MONITORING LESSON-PLANNING DYNAMICS IN PRE-SERVICE TEACHER TEAMS: A Retrospective Study. (2021). Caribbean Curriculum, 28. https://journals.sta.uwi.edu/ojs/index.php/cc/article/view/7779

Abstract

This study was conducted at The University of the West Indies (UWI), St Augustine campus in Trinidad and Tobago. It originated from the Diploma in Teaching English to Speakers of Other Languages (DipTESOL) practicum in June-July 2017. Teacher trainees (n=14) in seven teams or dyads were tasked with lesson planning and delivery for groups of adult refugee learners (n=57) of mixed literacy levels. The impetus for the study came from clinical observation sessions which showed that individual members of two teams functioned in an auxiliary capacity although “collaboratively constructed” lessons had been sent forward for review. This led two teacher educators to question the extent to which members of teaching teams had shared the responsibility of lesson planning. They probed two aspects of co-instructional planning (individual input and team collaboration) which impacted on trainee assessment and lesson delivery, but which remained unaccounted for in the field. A mixed-methods approach in a two-phase process was used.
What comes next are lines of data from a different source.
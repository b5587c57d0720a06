//! Live fleet updates.
//!
//! The simulator is the sole writer of device state. Each `tick` advances
//! every device by one reporting interval and publishes a fresh
//! `Arc<FleetSnapshot>`; readers hold on to whichever snapshot they cloned.

use std::sync::Arc;

use rand::rngs::StdRng;
use rand::{Rng, SeedableRng};
use serde::Serialize;

use super::{builtin_devices, protection_for, Device, DeviceKind, DeviceStatus, FleetSummary, PollutionIndex, Trend};

/// Minutes between device reports.
pub const REPORT_INTERVAL_MIN: u64 = 5;

const LOW_BATTERY_PERCENT: f64 = 20.0;

/// Immutable view of the fleet after `tick` updates.
#[derive(Debug, Clone, PartialEq, Serialize)]
#[serde(rename_all = "camelCase")]
pub struct FleetSnapshot {
    pub tick: u64,
    pub devices: Vec<Device>,
}

impl FleetSnapshot {
    pub fn summary(&self) -> FleetSummary {
        FleetSummary::of(&self.devices)
    }

    pub fn device(&self, id: &str) -> Option<&Device> {
        self.devices.iter().find(|d| d.id == id)
    }
}

pub struct FleetSimulator {
    devices: Vec<Device>,
    rng: StdRng,
    tick: u64,
    current: Arc<FleetSnapshot>,
}

impl FleetSimulator {
    pub fn new(devices: Vec<Device>, seed: u64) -> Self {
        let current = Arc::new(FleetSnapshot { tick: 0, devices: devices.clone() });
        Self { devices, rng: StdRng::seed_from_u64(seed), tick: 0, current }
    }

    /// Simulator over the built-in Lebanese deployment.
    pub fn builtin(seed: u64) -> Self {
        Self::new(builtin_devices(), seed)
    }

    /// Latest published snapshot.
    pub fn snapshot(&self) -> Arc<FleetSnapshot> {
        Arc::clone(&self.current)
    }

    /// Advance every device one reporting interval and publish the result.
    pub fn tick(&mut self) -> Arc<FleetSnapshot> {
        self.tick += 1;
        for device in &mut self.devices {
            step_device(device, &mut self.rng);
        }

        let snapshot = Arc::new(FleetSnapshot { tick: self.tick, devices: self.devices.clone() });
        let summary = snapshot.summary();
        log::debug!(
            "fleet tick {}: {} active, {} warning, {} offline",
            self.tick,
            summary.active_devices,
            summary.warning_devices,
            summary.offline_devices
        );
        self.current = Arc::clone(&snapshot);
        snapshot
    }

    pub fn run(&mut self, ticks: u64) -> Arc<FleetSnapshot> {
        for _ in 0..ticks {
            self.tick();
        }
        self.snapshot()
    }
}

fn trend(delta: f64, dead_band: f64) -> Trend {
    if delta > dead_band {
        Trend::Rising
    } else if delta < -dead_band {
        Trend::Falling
    } else {
        Trend::Stable
    }
}

fn step_device(d: &mut Device, rng: &mut StdRng) {
    if d.status == DeviceStatus::Offline {
        return;
    }

    // ── Health ──
    let h = &mut d.health;
    h.uptime_minutes += REPORT_INTERVAL_MIN;
    let drain = if h.solar_charging { rng.gen_range(-0.2_f64..=0.1_f64) } else { rng.gen_range(0.1_f64..=0.4_f64) };
    h.battery_percent = (h.battery_percent - drain).clamp(0.0, 100.0);
    h.battery_voltage = 10.5 + 2.6 * h.battery_percent / 100.0;
    h.signal_strength_dbm = (h.signal_strength_dbm + rng.gen_range(-2..=2)).clamp(-110, -30);

    if h.battery_percent <= 0.0 {
        d.status = DeviceStatus::Offline;
        log::warn!("{} went offline: battery depleted", d.id);
        return;
    }
    if h.battery_percent < LOW_BATTERY_PERCENT && d.status == DeviceStatus::Normal {
        d.status = DeviceStatus::Warning;
        log::warn!("{} battery low ({:.0}%)", d.id, h.battery_percent);
    }

    // ── Sensors ──
    let s = &mut d.sensors;
    let co2_delta = rng.gen_range(-1.5_f64..=1.5_f64);
    s.co2_ppm += co2_delta;
    s.co2_trend = trend(co2_delta, 0.5);
    s.light_intensity_lux = (s.light_intensity_lux * rng.gen_range(0.9_f64..=1.1_f64)).max(0.0);

    if d.kind == DeviceKind::Water {
        s.light_pollution_index = PollutionIndex::from_water_lux(s.light_intensity_lux);
        if let Some(depth) = s.dvm_depth.as_mut() {
            let delta = rng.gen_range(-5.0_f64..=5.0_f64);
            *depth = (*depth + delta).max(0.0);
            // Depth grows downward; a shrinking depth is an ascent.
            s.vertical_movement = Some(trend(-delta, 1.0));
        }
        if let Some(b) = s.biomass_density.as_mut() {
            *b = (*b * rng.gen_range(0.97_f64..=1.03_f64)).max(0.0);
        }
        d.impact.dvm_protection_status = Some(protection_for(s.light_pollution_index));
    }
}

#[cfg(test)]
mod tests {
    use super::*;

    #[test]
    fn old_snapshots_are_unchanged_by_ticks() {
        let mut sim = FleetSimulator::builtin(7);
        let before = sim.snapshot();
        let copy = (*before).clone();
        sim.run(10);
        assert_eq!(*before, copy);
        assert_eq!(before.tick, 0);
        assert_eq!(sim.snapshot().tick, 10);
    }

    #[test]
    fn same_seed_same_fleet() {
        let a = FleetSimulator::builtin(42).run(25);
        let b = FleetSimulator::builtin(42).run(25);
        assert_eq!(*a, *b);
    }

    #[test]
    fn different_seeds_diverge() {
        let a = FleetSimulator::builtin(1).run(5);
        let b = FleetSimulator::builtin(2).run(5);
        assert_ne!(*a, *b);
    }

    #[test]
    fn land_stations_keep_sonar_empty() {
        let snap = FleetSimulator::builtin(3).run(20);
        let station = snap.device("REF-001").unwrap();
        assert!(station.sensors.dvm_depth.is_none());
        assert!(station.impact.dvm_protection_status.is_none());
        assert_eq!(snap.summary().land_devices, 2);
    }

    #[test]
    fn drained_device_goes_offline_and_stays_there() {
        let mut devices = builtin_devices();
        devices[2].health.battery_percent = 0.2;
        let mut sim = FleetSimulator::new(devices, 9);
        let snap = sim.run(5);
        let byblos = snap.device("L1-003").unwrap();
        assert_eq!(byblos.status, DeviceStatus::Offline);
        assert_eq!(snap.summary().offline_devices, 1);
    }

    #[test]
    fn uptime_advances_per_tick() {
        let mut sim = FleetSimulator::builtin(0);
        let start = sim.snapshot().devices[0].health.uptime_minutes;
        let snap = sim.run(3);
        assert_eq!(snap.devices[0].health.uptime_minutes, start + 3 * REPORT_INTERVAL_MIN);
    }
}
Using a proxy measure in phase one, the teacher educators examined 172 lesson plans and 158 supporting documents submitted on Edmodo, an online networking forum, and experimented with basic metadata (author, created, modified by, and last modified date) to extract patterns reflecting individual input and team collaboration. In phase two the former teacher trainees were invited to validate these results and to contribute qualitatively to the findings through verbal reports and email exchanges. Eleven of the fourteen teacher trainees, representing each of the seven dyads, responded. The study revealed the patterns of individual input and team collaboration which emerged during lesson-planning in the aforementioned context, and proposes that these patterns may help to guide practicum contexts where pre-service teachers are assessed in teams.